(Data items)
=== Section Start ===
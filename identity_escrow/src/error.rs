use ark_serialize::SerializationError;
use ark_std::{
    string::{String, ToString},
    vec::Vec,
};

#[derive(Debug)]
pub enum IdEscrowError {
    /// The token identifier binding a proof to one credential must not be empty
    EmptyTokenId,
    /// A group element failed validation, i.e. it is not on the curve or not in the prime order subgroup
    InvalidGroupElement,
    /// The auditor's public key cannot be the identity
    IdentityGroupElement,
    /// A scalar was not a canonical element of the scalar field
    InvalidFieldElement,
    /// Private key must be a non-zero scalar
    ZeroPrivateKey,
    /// The ciphertext and its inputs are well-formed but the proof does not verify
    InvalidProof,
    /// Public key is not `ge * x` for the given private key
    PublicKeyMismatch,
    /// A fixed randomness source was asked for a second bundle
    RandomnessExhausted,
    /// The presentation proof carries no committed attribute
    NoCommittedAttributes,
    /// Index of the committed attribute is out of bounds. Tuple is (index, number of items)
    CommittedIndexOutOfBounds(usize, usize),
    /// Wire object could not be parsed, e.g. a required field is missing or not valid base64
    MalformedWireObject(String),
    /// An encoded group or field element has unexpected bytes at its end
    TrailingBytes(usize),
    /// The issuer UID in the wire object differs from the one of the issuer it is bound to
    UidMismatch { expected: Vec<u8>, found: Vec<u8> },
    /// The encryption generator in the wire object is not the generator of the issuer's group
    UnexpectedEncryptionGenerator,
    Serialization(SerializationError),
}

impl From<SerializationError> for IdEscrowError {
    fn from(e: SerializationError) -> Self {
        Self::Serialization(e)
    }
}

impl From<serde_json::Error> for IdEscrowError {
    fn from(e: serde_json::Error) -> Self {
        Self::MalformedWireObject(e.to_string())
    }
}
=== Section End ===
What are the lines above that hold the string "MalformedWireObject"? Copy them.

— Written solution —
    MalformedWireObject(String),
        Self::MalformedWireObject(e.to_string())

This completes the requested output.